Suicide is a form of self-destruction
While some research finds substantially higher rates of suicide, a recent prospective study found no direct correlation between DBS surgery and suicide. Suicide after DBS has occurred not only with various anatomic targets but also with diseases other than Parkinson’s disease, complicating the situation further. Suicide is a rare occurrence that is statistically difficult to assess; however, it is concerning that these incidents occur even in prospective studies with near-patient supervision. The situation remains perplexing from a layperson’s perspective; patients and their families are concerned due to news of certain incidents in inpatient representative bodies that seem to contradict research and expert opinions.
Personality and moral integrity
While hypomania fades and depression may lead to medication, measurements are rarely taken to rule out less apparent behavioral and personality changes. Recent major studies have found no evidence of changes in personality or moral integrity. One explanation may be that they’re difficult to weigh with the scales on hand right now. Scales that rely on the patient’s awareness are doomed to overlook deficiencies in his ability to deal with the needs of others. To follow scales and expertise, collaboration with experts in the field of moral psychology should be considered.

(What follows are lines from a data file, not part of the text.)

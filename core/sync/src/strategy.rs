//! Sync strategies and the reconciliation decision.

use chrono::{DateTime, Utc};
use serde::{Deserialize, Serialize};

use vaultsync_storage::OnConflictStrategy;

/// How to reconcile a cached copy with its remote counterpart.
#[derive(Debug, Clone, Copy, PartialEq, Eq, Hash, Serialize, Deserialize)]
#[serde(rename_all = "snake_case")]
pub enum SyncStrategy {
    /// The copy with the later modification time wins.
    LastModificationWins,
}

impl Default for SyncStrategy {
    fn default() -> Self {
        Self::LastModificationWins
    }
}

/// Data movement chosen for one file.
#[derive(Debug, Clone, Copy, PartialEq, Eq)]
pub enum SyncAction {
    /// Push the cached copy to the remote.
    Upload,
    /// Replace the cached copy with the remote.
    Download,
    /// Leave both sides alone and report a version conflict.
    Reject,
}

/// Decide how to reconcile a cached copy modified at `local` with a remote
/// copy modified at `remote`.
///
/// Equal timestamps resolve to [`SyncAction::Download`].
pub fn decide(
    local: DateTime<Utc>,
    remote: DateTime<Utc>,
    strategy: SyncStrategy,
    on_conflict: OnConflictStrategy,
) -> SyncAction {
    match strategy {
        SyncStrategy::LastModificationWins => {
            if local > remote {
                SyncAction::Upload
            } else if remote > local {
                match on_conflict {
                    OnConflictStrategy::Rewrite => SyncAction::Download,
                    OnConflictStrategy::Cancel => SyncAction::Reject,
                }
            } else {
                SyncAction::Download
            }
        }
    }
}

#[cfg(test)]
mod tests {
    use super::*;
    use chrono::TimeZone;
    use proptest::prelude::*;

    fn at(millis: i64) -> DateTime<Utc> {
        Utc.timestamp_millis_opt(millis).unwrap()
    }

    #[test]
    fn test_equal_timestamps_download() {
        for on_conflict in [OnConflictStrategy::Rewrite, OnConflictStrategy::Cancel] {
            assert_eq!(
                decide(at(100), at(100), SyncStrategy::LastModificationWins, on_conflict),
                SyncAction::Download
            );
        }
    }

    #[test]
    fn test_strategy_serialization() {
        let json = serde_json::to_string(&SyncStrategy::LastModificationWins).unwrap();
        assert_eq!(json, "\"last_modification_wins\"");
    }

    proptest! {
        #[test]
        fn prop_newer_local_always_uploads(
            remote in 0i64..1_000_000_000,
            delta in 1i64..1_000_000,
            rewrite in any::<bool>(),
        ) {
            let on_conflict = if rewrite {
                OnConflictStrategy::Rewrite
            } else {
                OnConflictStrategy::Cancel
            };
            prop_assert_eq!(
                decide(at(remote + delta), at(remote), SyncStrategy::LastModificationWins, on_conflict),
                SyncAction::Upload
            );
        }

        #[test]
        fn prop_newer_remote_follows_conflict_strategy(
            local in 0i64..1_000_000_000,
            delta in 1i64..1_000_000,
        ) {
            let strategy = SyncStrategy::LastModificationWins;
            prop_assert_eq!(
                decide(at(local), at(local + delta), strategy, OnConflictStrategy::Rewrite),
                SyncAction::Download
            );
            prop_assert_eq!(
                decide(at(local), at(local + delta), strategy, OnConflictStrategy::Cancel),
                SyncAction::Reject
            );
        }
    }
}
//! Remote backends.
//!
//! A [`RemoteClient`] speaks to the backend; [`RemoteProvider`] layers the
//! local cache and conflict handling on top of it.

mod client;
mod directory;
mod memory;
mod provider;

pub use client::{RemoteClient, RemoteEntry};
pub use directory::DirectoryClient;
pub use memory::MemoryClient;
pub use provider::RemoteProvider;
//! Storage backends for vaultsync.
//!
//! This crate provides a trait-based interface over storage media (the
//! local filesystem and remote backends) and the cache that remote
//! backends keep on local disk.
//!
//! # Design Principles
//! - Provider isolation: no backend-specific logic leaks into sync or vault code
//! - Blocking operations: callers own any threading
//! - Streaming support: file content is handled via streams
//! - Atomic writes: written bytes become visible only on close

pub mod cache;
pub mod local;
pub mod provider;
pub mod remote;
pub mod staged;

pub use cache::{RemoteFile, RemoteFileCache, SqliteFileCache};
pub use local::LocalProvider;
pub use provider::{
    Authenticator, Credentials, FileSystemProvider, OnConflictStrategy, ReadStream,
    RemoteFileSystemProvider, WriteStream,
};
pub use remote::{DirectoryClient, MemoryClient, RemoteClient, RemoteEntry, RemoteProvider};
pub use staged::StagedWriter;
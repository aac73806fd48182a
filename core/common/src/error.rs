//! Common error types for vaultsync.

use std::fmt;
use std::io;

use thiserror::Error;

/// Top-level error type for storage and sync operations.
///
/// Every expected failure crosses component boundaries as one of these
/// variants. I/O faults from the underlying medium are remapped to the
/// nearest variant where they occur, keeping the original fault as the
/// error source.
#[derive(Debug, Error)]
pub enum Error {
    /// Target file or directory does not exist.
    #[error("Not found: {0}")]
    NotFound(String),

    /// Operation requires a directory.
    #[error("Not a directory: {0}")]
    NotADirectory(String),

    /// The medium denied access.
    #[error("Access forbidden: {message}")]
    AccessForbidden {
        message: String,
        #[source]
        source: Option<io::Error>,
    },

    /// The file exists but the requested relative (e.g. its parent) does not.
    #[error("File does not exist: {0}")]
    FileDoesNotExist(String),

    /// No cache entry is tracked for the file.
    #[error("Cache miss: {0}")]
    CacheMiss(String),

    /// Local and remote copies diverged and the caller asked not to overwrite.
    #[error("Version conflict: {0}")]
    VersionConflict(String),

    /// Transfer to or from the remote backend failed.
    #[error("Network I/O error: {message}")]
    NetworkIo {
        message: String,
        #[source]
        source: Option<io::Error>,
    },

    /// Reading or closing a local file failed.
    #[error("File access error: {message}")]
    FileAccess {
        message: String,
        #[source]
        source: Option<io::Error>,
    },

    /// Any other I/O failure.
    #[error("I/O error: {message}")]
    GenericIo {
        message: String,
        #[source]
        source: Option<io::Error>,
    },

    /// Resource already exists.
    #[error("Already exists: {0}")]
    AlreadyExists(String),

    /// Invalid input provided.
    #[error("Invalid input: {0}")]
    InvalidInput(String),

    /// Persistent store (cache database, DAO) failed.
    #[error("Database error: {0}")]
    Database(String),

    /// Serialization or deserialization failed.
    #[error("Serialization error: {0}")]
    Serialization(String),
}

/// Discriminant of [`Error`], for callers that branch on the failure class.
#[derive(Debug, Clone, Copy, PartialEq, Eq, Hash)]
pub enum ErrorKind {
    NotFound,
    NotADirectory,
    AccessForbidden,
    FileDoesNotExist,
    CacheMiss,
    VersionConflict,
    NetworkIo,
    FileAccess,
    GenericIo,
    AlreadyExists,
    InvalidInput,
    Database,
    Serialization,
}

impl fmt::Display for ErrorKind {
    fn fmt(&self, f: &mut fmt::Formatter<'_>) -> fmt::Result {
        let name = match self {
            ErrorKind::NotFound => "NOT_FOUND",
            ErrorKind::NotADirectory => "NOT_A_DIRECTORY",
            ErrorKind::AccessForbidden => "ACCESS_FORBIDDEN",
            ErrorKind::FileDoesNotExist => "FILE_DOES_NOT_EXIST",
            ErrorKind::CacheMiss => "CACHE_MISS",
            ErrorKind::VersionConflict => "VERSION_CONFLICT",
            ErrorKind::NetworkIo => "NETWORK_IO_ERROR",
            ErrorKind::FileAccess => "FILE_ACCESS_ERROR",
            ErrorKind::GenericIo => "GENERIC_IO_ERROR",
            ErrorKind::AlreadyExists => "ALREADY_EXISTS",
            ErrorKind::InvalidInput => "INVALID_INPUT",
            ErrorKind::Database => "DATABASE_ERROR",
            ErrorKind::Serialization => "SERIALIZATION_ERROR",
        };
        f.write_str(name)
    }
}

impl Error {
    /// Get the kind of this error.
    pub fn kind(&self) -> ErrorKind {
        match self {
            Error::NotFound(_) => ErrorKind::NotFound,
            Error::NotADirectory(_) => ErrorKind::NotADirectory,
            Error::AccessForbidden { .. } => ErrorKind::AccessForbidden,
            Error::FileDoesNotExist(_) => ErrorKind::FileDoesNotExist,
            Error::CacheMiss(_) => ErrorKind::CacheMiss,
            Error::VersionConflict(_) => ErrorKind::VersionConflict,
            Error::NetworkIo { .. } => ErrorKind::NetworkIo,
            Error::FileAccess { .. } => ErrorKind::FileAccess,
            Error::GenericIo { .. } => ErrorKind::GenericIo,
            Error::AlreadyExists(_) => ErrorKind::AlreadyExists,
            Error::InvalidInput(_) => ErrorKind::InvalidInput,
            Error::Database(_) => ErrorKind::Database,
            Error::Serialization(_) => ErrorKind::Serialization,
        }
    }

    pub fn access_forbidden(message: impl Into<String>, source: io::Error) -> Self {
        Error::AccessForbidden {
            message: message.into(),
            source: Some(source),
        }
    }

    pub fn network_io(message: impl Into<String>, source: Option<io::Error>) -> Self {
        Error::NetworkIo {
            message: message.into(),
            source,
        }
    }

    pub fn file_access(message: impl Into<String>, source: Option<io::Error>) -> Self {
        Error::FileAccess {
            message: message.into(),
            source,
        }
    }

    pub fn generic_io(message: impl Into<String>, source: Option<io::Error>) -> Self {
        Error::GenericIo {
            message: message.into(),
            source,
        }
    }

    /// Convert into a raw medium fault, for the stream-open channel that
    /// speaks `std::io::Result`.
    pub fn into_io(self) -> io::Error {
        let kind = match self.kind() {
            ErrorKind::NotFound | ErrorKind::FileDoesNotExist => io::ErrorKind::NotFound,
            ErrorKind::AccessForbidden => io::ErrorKind::PermissionDenied,
            ErrorKind::AlreadyExists => io::ErrorKind::AlreadyExists,
            ErrorKind::InvalidInput | ErrorKind::NotADirectory => io::ErrorKind::InvalidInput,
            _ => io::ErrorKind::Other,
        };
        io::Error::new(kind, self)
    }
}

impl From<io::Error> for Error {
    fn from(err: io::Error) -> Self {
        match err.kind() {
            io::ErrorKind::NotFound => Error::NotFound(err.to_string()),
            io::ErrorKind::PermissionDenied => {
                Error::access_forbidden("File access is forbidden", err)
            }
            _ => Error::generic_io(err.to_string(), Some(err)),
        }
    }
}

impl From<serde_json::Error> for Error {
    fn from(err: serde_json::Error) -> Self {
        Error::Serialization(err.to_string())
    }
}

/// Result type alias using the common Error.
pub type Result<T> = std::result::Result<T, Error>;

#[cfg(test)]
mod tests {
    use super::*;
    use std::error::Error as _;

    #[test]
    fn test_kind_matches_variant() {
        assert_eq!(Error::CacheMiss("x".into()).kind(), ErrorKind::CacheMiss);
        assert_eq!(
            Error::network_io("upload failed", None).kind(),
            ErrorKind::NetworkIo
        );
        assert_eq!(ErrorKind::VersionConflict.to_string(), "VERSION_CONFLICT");
    }

    #[test]
    fn test_io_error_mapping() {
        let err: Error = io::Error::new(io::ErrorKind::NotFound, "gone").into();
        assert_eq!(err.kind(), ErrorKind::NotFound);

        let err: Error = io::Error::new(io::ErrorKind::PermissionDenied, "no").into();
        assert_eq!(err.kind(), ErrorKind::AccessForbidden);
        assert!(err.source().is_some());

        let err: Error = io::Error::new(io::ErrorKind::BrokenPipe, "pipe").into();
        assert_eq!(err.kind(), ErrorKind::GenericIo);
    }

    #[test]
    fn test_into_io_keeps_error_as_inner() {
        let io_err = Error::NotFound("/db.kdbx".into()).into_io();
        assert_eq!(io_err.kind(), io::ErrorKind::NotFound);
        assert!(io_err.to_string().contains("/db.kdbx"));
    }
}
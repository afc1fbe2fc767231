//! Pty pair allocation.
//!
//! The primary path opens the `/dev/ptmx` multiplexer and asks it for the
//! paired slave device (ptsname/grantpt/unlockpt). When the multiplexer
//! device does not exist the allocator falls back to scanning the legacy
//! BSD `/dev/ptyXY` namespace and deriving the slave name from the master's.

use std::ffi::CStr;
use std::io;
use std::os::fd::{AsRawFd, FromRawFd, OwnedFd, RawFd};
use std::os::unix::ffi::OsStrExt;
use std::path::{Path, PathBuf};

use nix::errno::Errno;
use nix::fcntl::{fcntl, FcntlArg, OFlag};
use nix::sys::stat::Mode;
use nix::unistd::{read, write};

use crate::error::AllocationError;

const PTY_MULTIPLEXER: &str = "/dev/ptmx";

/// First letter of a legacy BSD pty device name.
const SCAN_LETTERS: &[u8] = b"pqrstuvwxyzPQRST";
/// Second character of a legacy BSD pty device name.
const SCAN_SUFFIXES: &[u8] = b"0123456789abcdef";

/// An allocated pty pair: the open master descriptor and the path of the
/// paired slave device.
///
/// The master is owned by the parent for the lifetime of the session; the
/// spawned child opens the slave itself and closes its inherited copy of the
/// master. Dropping the pair closes the master.
pub struct PtyPair {
    master: OwnedFd,
    slave_path: PathBuf,
}

impl PtyPair {
    /// Allocate a pty pair.
    ///
    /// Opens the pty multiplexer and derives the slave path from it. If the
    /// multiplexer device is absent, falls back to the legacy BSD device
    /// scan. On failure no descriptor is left open.
    pub fn allocate() -> Result<Self, AllocationError> {
        let master = match nix::fcntl::open(
            Path::new(PTY_MULTIPLEXER),
            OFlag::O_RDWR | OFlag::O_NOCTTY,
            Mode::empty(),
        ) {
            Ok(fd) => unsafe { OwnedFd::from_raw_fd(fd) },
            Err(err) => {
                log::debug!("open {PTY_MULTIPLEXER} failed ({err}), trying BSD device scan");
                return Self::scan_bsd_devices(Path::new("/dev"));
            }
        };

        // Dropping `master` on any early return below closes it.
        let slave_path = slave_name(master.as_raw_fd())?;

        if unsafe { libc::grantpt(master.as_raw_fd()) } != 0 {
            return Err(AllocationError::Grant(Errno::last()));
        }
        if unsafe { libc::unlockpt(master.as_raw_fd()) } != 0 {
            return Err(AllocationError::Unlock(Errno::last()));
        }

        Ok(PtyPair { master, slave_path })
    }

    /// Scan the legacy `<dev>/ptyXY` namespace for a free master.
    ///
    /// ENOENT on any candidate means the naming scheme itself does not exist
    /// on this platform, so the whole scan stops there instead of moving on
    /// to the next candidate. Other open errors mean "busy, try the next
    /// one". The slave is the `tty` twin of the master that opened.
    fn scan_bsd_devices(dev: &Path) -> Result<Self, AllocationError> {
        for &letter in SCAN_LETTERS {
            for &suffix in SCAN_SUFFIXES {
                let name = format!("pty{}{}", letter as char, suffix as char);
                let fd = match nix::fcntl::open(&dev.join(name), OFlag::O_RDWR, Mode::empty()) {
                    Ok(fd) => fd,
                    Err(Errno::ENOENT) => return Err(AllocationError::OutOfDevices),
                    Err(_) => continue,
                };
                let slave_path = dev.join(format!("tty{}{}", letter as char, suffix as char));
                return Ok(PtyPair {
                    master: unsafe { OwnedFd::from_raw_fd(fd) },
                    slave_path,
                });
            }
        }
        Err(AllocationError::OutOfDevices)
    }

    /// Raw descriptor of the master side, for registering with an event loop.
    pub fn master_fd(&self) -> RawFd {
        self.master.as_raw_fd()
    }

    /// Path of the slave device the child will open.
    pub fn slave_path(&self) -> &Path {
        &self.slave_path
    }

    /// Read from the master (the child's output).
    pub fn read(&self, buf: &mut [u8]) -> io::Result<usize> {
        match read(self.master.as_raw_fd(), buf) {
            Ok(n) => Ok(n),
            Err(Errno::EAGAIN) => Err(io::Error::new(io::ErrorKind::WouldBlock, "would block")),
            Err(e) => Err(io::Error::other(e)),
        }
    }

    /// Write to the master (the child's input).
    pub fn write(&self, buf: &[u8]) -> io::Result<usize> {
        match write(self.master.as_raw_fd(), buf) {
            Ok(n) => Ok(n),
            Err(Errno::EAGAIN) => Err(io::Error::new(io::ErrorKind::WouldBlock, "would block")),
            Err(e) => Err(io::Error::other(e)),
        }
    }

    /// Write the whole buffer to the master.
    pub fn write_all(&self, mut buf: &[u8]) -> io::Result<()> {
        while !buf.is_empty() {
            let n = self.write(buf)?;
            buf = &buf[n..];
        }
        Ok(())
    }

    /// Toggle non-blocking mode on the master.
    pub fn set_nonblocking(&self, nonblocking: bool) -> io::Result<()> {
        let flags = fcntl(self.master.as_raw_fd(), FcntlArg::F_GETFL).map_err(io::Error::other)?;
        let flags = OFlag::from_bits_truncate(flags);
        let new_flags = if nonblocking {
            flags | OFlag::O_NONBLOCK
        } else {
            flags & !OFlag::O_NONBLOCK
        };
        fcntl(self.master.as_raw_fd(), FcntlArg::F_SETFL(new_flags)).map_err(io::Error::other)?;
        Ok(())
    }
}

/// Ask the multiplexer for the path of its slave device.
fn slave_name(master: RawFd) -> Result<PathBuf, AllocationError> {
    // SAFETY: ptsname returns a pointer into static storage; we copy the
    // name out immediately. Not thread-safe, but allocation happens in the
    // parent before any fork and this crate spawns no threads.
    let name = unsafe { libc::ptsname(master) };
    if name.is_null() {
        return Err(AllocationError::SlaveName(Errno::last()));
    }
    let name = unsafe { CStr::from_ptr(name) };
    Ok(PathBuf::from(std::ffi::OsStr::from_bytes(name.to_bytes())))
}

#[cfg(test)]
mod tests {
    use super::*;
    use std::fs;

    #[test]
    fn test_allocate() {
        let pty = PtyPair::allocate().expect("Failed to allocate pty");
        assert!(pty.master_fd() >= 0);
        assert!(pty.slave_path().exists());
        // The master accepts input for the (not yet opened) slave.
        pty.write_all(b"x").expect("Failed to write to master");
    }

    #[test]
    fn test_allocations_are_distinct() {
        let a = PtyPair::allocate().expect("Failed to allocate pty");
        let b = PtyPair::allocate().expect("Failed to allocate pty");
        assert_ne!(a.slave_path(), b.slave_path());
        assert_ne!(a.master_fd(), b.master_fd());
    }

    #[cfg(target_os = "linux")]
    #[test]
    fn test_allocate_does_not_leak_descriptors() {
        let count_fds = || fs::read_dir("/proc/self/fd").unwrap().count();
        // Warm up lazy initialization before taking the baseline.
        drop(PtyPair::allocate().unwrap());
        let before = count_fds();
        for _ in 0..8 {
            let pty = PtyPair::allocate().expect("Failed to allocate pty");
            drop(pty);
        }
        assert_eq!(count_fds(), before);
    }

    // In the scan tests a directory stands in for a busy device (opening a
    // directory O_RDWR fails, but not with ENOENT) and a regular file for a
    // free master.

    fn fill_busy(dev: &Path, except: &[&str]) {
        for &letter in SCAN_LETTERS {
            for &suffix in SCAN_SUFFIXES {
                let name = format!("pty{}{}", letter as char, suffix as char);
                if !except.contains(&name.as_str()) {
                    fs::create_dir(dev.join(name)).unwrap();
                }
            }
        }
    }

    #[test]
    fn test_scan_returns_the_free_device() {
        let dev = tempfile::tempdir().unwrap();
        fill_busy(dev.path(), &["ptyq3"]);
        fs::write(dev.path().join("ptyq3"), b"").unwrap();

        let pty = PtyPair::scan_bsd_devices(dev.path()).expect("scan should find ptyq3");
        assert_eq!(pty.slave_path(), dev.path().join("ttyq3"));
    }

    #[test]
    fn test_scan_exhaustion() {
        let dev = tempfile::tempdir().unwrap();
        fill_busy(dev.path(), &[]);

        match PtyPair::scan_bsd_devices(dev.path()) {
            Err(AllocationError::OutOfDevices) => {}
            other => panic!("Expected OutOfDevices, got {:?}", other.err()),
        }
    }

    #[test]
    fn test_scan_missing_device_is_a_hard_stop() {
        // ptyp0 is busy, ptyp1 is missing, ptypf would be free. The missing
        // device stops the scan before the free one is ever considered.
        let dev = tempfile::tempdir().unwrap();
        fs::create_dir(dev.path().join("ptyp0")).unwrap();
        fs::write(dev.path().join("ptypf"), b"").unwrap();

        match PtyPair::scan_bsd_devices(dev.path()) {
            Err(AllocationError::OutOfDevices) => {}
            other => panic!("Expected OutOfDevices, got {:?}", other.err()),
        }
    }
}
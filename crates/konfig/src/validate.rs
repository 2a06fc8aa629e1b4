//! Contract shape validation.
//!
//! Runs once per binding-context creation, over every declared operation,
//! before any proxy is handed out. Nested contracts validate when their own
//! context is created, so a contract reached through an object-typed
//! operation is checked at the moment it is first materialized.

use crate::contract::{Contract, Operation, ParamShape, ReturnShape};
use crate::error::{BindError, ErrorPath};

/// Validate a contract at the given dotted prefix (without trailing dot).
///
/// The checks apply in order: interface-ness, disallowed return shapes,
/// parameter shapes, default bodies, static members. The reserved
/// `properties` operation is always accepted.
pub(crate) fn validate_contract(
    path: &str,
    parents: &[String],
    contract: &Contract,
) -> Result<(), BindError> {
    if !contract.is_interface() {
        return Err(BindError::contract(
            ErrorPath::new(parents, path),
            format!("{} is not an interface", contract.name()),
        ));
    }

    for operation in contract.operations() {
        if operation.is_reserved_properties() {
            continue;
        }
        validate_operation(path, parents, operation)?;
    }

    Ok(())
}

fn validate_operation(
    path: &str,
    parents: &[String],
    operation: &Operation,
) -> Result<(), BindError> {
    let name = operation.name();
    let op_path = if path.is_empty() {
        name.to_string()
    } else {
        format!("{path}.{name}")
    };
    let err = |message: String| BindError::contract(ErrorPath::new(parents, &op_path), message);

    match operation.shape() {
        ReturnShape::Array => {
            return Err(err(format!("{name}: a list should be used instead of an array")));
        }
        ReturnShape::Sequence(concrete) => {
            return Err(err(format!("{name}: a list should be used instead of {concrete}")));
        }
        ReturnShape::Mapping(concrete) => {
            return Err(err(format!("{name}: a map should be used instead of {concrete}")));
        }
        ReturnShape::Properties => {
            // The property bag is map-like everywhere except the reserved
            // `properties` operation, which was skipped above.
            return Err(err(format!("{name}: a map should be used instead of a property bag")));
        }
        ReturnShape::List | ReturnShape::Map => {
            if operation.params().len() > 1 {
                return Err(err(format!("{name} may have not more than 1 parameter")));
            }
            if let [param] = operation.params() {
                if *param != ParamShape::TypeDescriptor {
                    return Err(err(format!("parameter of {name} should be a type descriptor")));
                }
            }
        }
        ReturnShape::Scalar(_) | ReturnShape::Primitive(_) | ReturnShape::Contract(_) => {
            if !operation.params().is_empty() {
                return Err(err(format!("{name} may have no parameters")));
            }
        }
    }

    if operation.has_default_body() {
        return Err(err(format!("{name}: operations with default bodies are not allowed")));
    }
    if operation.is_static() {
        return Err(err(format!("{name}: static operations are not allowed")));
    }

    Ok(())
}
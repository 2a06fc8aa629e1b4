//! Materialized values.
//!
//! Every operation invocation produces a [`Materialized`] value: a tagged
//! representation of what the coercion engine built from the configuration
//! node. Callers that know the declared shape go through the typed getters
//! on [`ConfigProxy`](crate::ConfigProxy); generic callers (tooling, tests)
//! can walk the tags directly.

use indexmap::IndexMap;

use crate::proxy::ConfigProxy;

/// A scalar produced by coercion.
#[derive(Debug, Clone, PartialEq)]
pub enum Scalar {
    /// Boolean.
    Bool(bool),
    /// 8-bit signed integer.
    I8(i8),
    /// 16-bit signed integer.
    I16(i16),
    /// 32-bit signed integer.
    I32(i32),
    /// 64-bit signed integer.
    I64(i64),
    /// 32-bit floating point.
    F32(f32),
    /// 64-bit floating point.
    F64(f64),
    /// A single character.
    Char(char),
    /// A string.
    Str(String),
}

/// The result of one operation invocation.
#[derive(Debug, Clone, PartialEq)]
pub enum Materialized {
    /// The path had no value (undefined or null) and the shape tolerates
    /// absence.
    Absent,
    /// A coerced scalar.
    Scalar(Scalar),
    /// A list of materialized elements, order preserved.
    List(Vec<Materialized>),
    /// A string-keyed map of materialized entries, insertion order
    /// preserved.
    Map(IndexMap<String, Materialized>),
    /// A proxy over a nested contract.
    Contract(ConfigProxy),
}

impl Materialized {
    /// Whether this is the absent value.
    #[must_use]
    pub fn is_absent(&self) -> bool {
        matches!(self, Self::Absent)
    }

    /// The boolean payload, if this is one.
    #[must_use]
    pub fn as_bool(&self) -> Option<bool> {
        match self {
            Self::Scalar(Scalar::Bool(v)) => Some(*v),
            _ => None,
        }
    }

    /// The `i8` payload, if this is one.
    #[must_use]
    pub fn as_i8(&self) -> Option<i8> {
        match self {
            Self::Scalar(Scalar::I8(v)) => Some(*v),
            _ => None,
        }
    }

    /// The `i16` payload, if this is one.
    #[must_use]
    pub fn as_i16(&self) -> Option<i16> {
        match self {
            Self::Scalar(Scalar::I16(v)) => Some(*v),
            _ => None,
        }
    }

    /// The `i32` payload, if this is one.
    #[must_use]
    pub fn as_i32(&self) -> Option<i32> {
        match self {
            Self::Scalar(Scalar::I32(v)) => Some(*v),
            _ => None,
        }
    }

    /// The `i64` payload, if this is one.
    #[must_use]
    pub fn as_i64(&self) -> Option<i64> {
        match self {
            Self::Scalar(Scalar::I64(v)) => Some(*v),
            _ => None,
        }
    }

    /// The `f32` payload, if this is one.
    #[must_use]
    pub fn as_f32(&self) -> Option<f32> {
        match self {
            Self::Scalar(Scalar::F32(v)) => Some(*v),
            _ => None,
        }
    }

    /// The `f64` payload, if this is one.
    #[must_use]
    pub fn as_f64(&self) -> Option<f64> {
        match self {
            Self::Scalar(Scalar::F64(v)) => Some(*v),
            _ => None,
        }
    }

    /// The character payload, if this is one.
    #[must_use]
    pub fn as_char(&self) -> Option<char> {
        match self {
            Self::Scalar(Scalar::Char(v)) => Some(*v),
            _ => None,
        }
    }

    /// The string payload, if this is one.
    #[must_use]
    pub fn as_str(&self) -> Option<&str> {
        match self {
            Self::Scalar(Scalar::Str(v)) => Some(v),
            _ => None,
        }
    }

    /// The list payload, if this is one.
    #[must_use]
    pub fn as_list(&self) -> Option<&[Materialized]> {
        match self {
            Self::List(items) => Some(items),
            _ => None,
        }
    }

    /// The map payload, if this is one.
    #[must_use]
    pub fn as_map(&self) -> Option<&IndexMap<String, Materialized>> {
        match self {
            Self::Map(entries) => Some(entries),
            _ => None,
        }
    }

    /// The nested proxy, if this is one.
    #[must_use]
    pub fn as_contract(&self) -> Option<&ConfigProxy> {
        match self {
            Self::Contract(proxy) => Some(proxy),
            _ => None,
        }
    }

    /// Renders the value as JSON for diagnostics and tooling. Absence
    /// becomes `null`; nested proxies render as their display string.
    #[must_use]
    pub fn to_json(&self) -> serde_json::Value {
        match self {
            Self::Absent => serde_json::Value::Null,
            Self::Scalar(scalar) => match scalar {
                Scalar::Bool(v) => serde_json::Value::Bool(*v),
                Scalar::I8(v) => serde_json::Value::from(*v),
                Scalar::I16(v) => serde_json::Value::from(*v),
                Scalar::I32(v) => serde_json::Value::from(*v),
                Scalar::I64(v) => serde_json::Value::from(*v),
                Scalar::F32(v) => serde_json::Value::from(f64::from(*v)),
                Scalar::F64(v) => serde_json::Value::from(*v),
                Scalar::Char(v) => serde_json::Value::String(v.to_string()),
                Scalar::Str(v) => serde_json::Value::String(v.clone()),
            },
            Self::List(items) => {
                serde_json::Value::Array(items.iter().map(Materialized::to_json).collect())
            }
            Self::Map(entries) => serde_json::Value::Object(
                entries
                    .iter()
                    .map(|(k, v)| (k.clone(), v.to_json()))
                    .collect(),
            ),
            Self::Contract(proxy) => serde_json::Value::String(proxy.to_string()),
        }
    }
}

The activated aim may be one explanation for the high level of psychiatric side effects. The STN must be scrutinized first and foremost because it is the normal target for DBS in Parkinson’s disease.
The assumption that the STN consists of three clearly divided sections and that electrodes can be reliably steered into the motor portion, which only contains motor functions, is one of the essential assumptions in defense of the STN’s protection. Furthermore, since the assumed motor division is minimal, currents from the currently used electrodes would almost certainly spread to other areas of the brain, including the limbic subdivision.
Dr. Adil Moulanchikkal, a specialist in the treatment of Parkinson’s disease and other movement disorders, sticking to the fact that such treatments are only for a few selective people who can afford to try them out and that they are not hoping for long-term results of improved quality of life.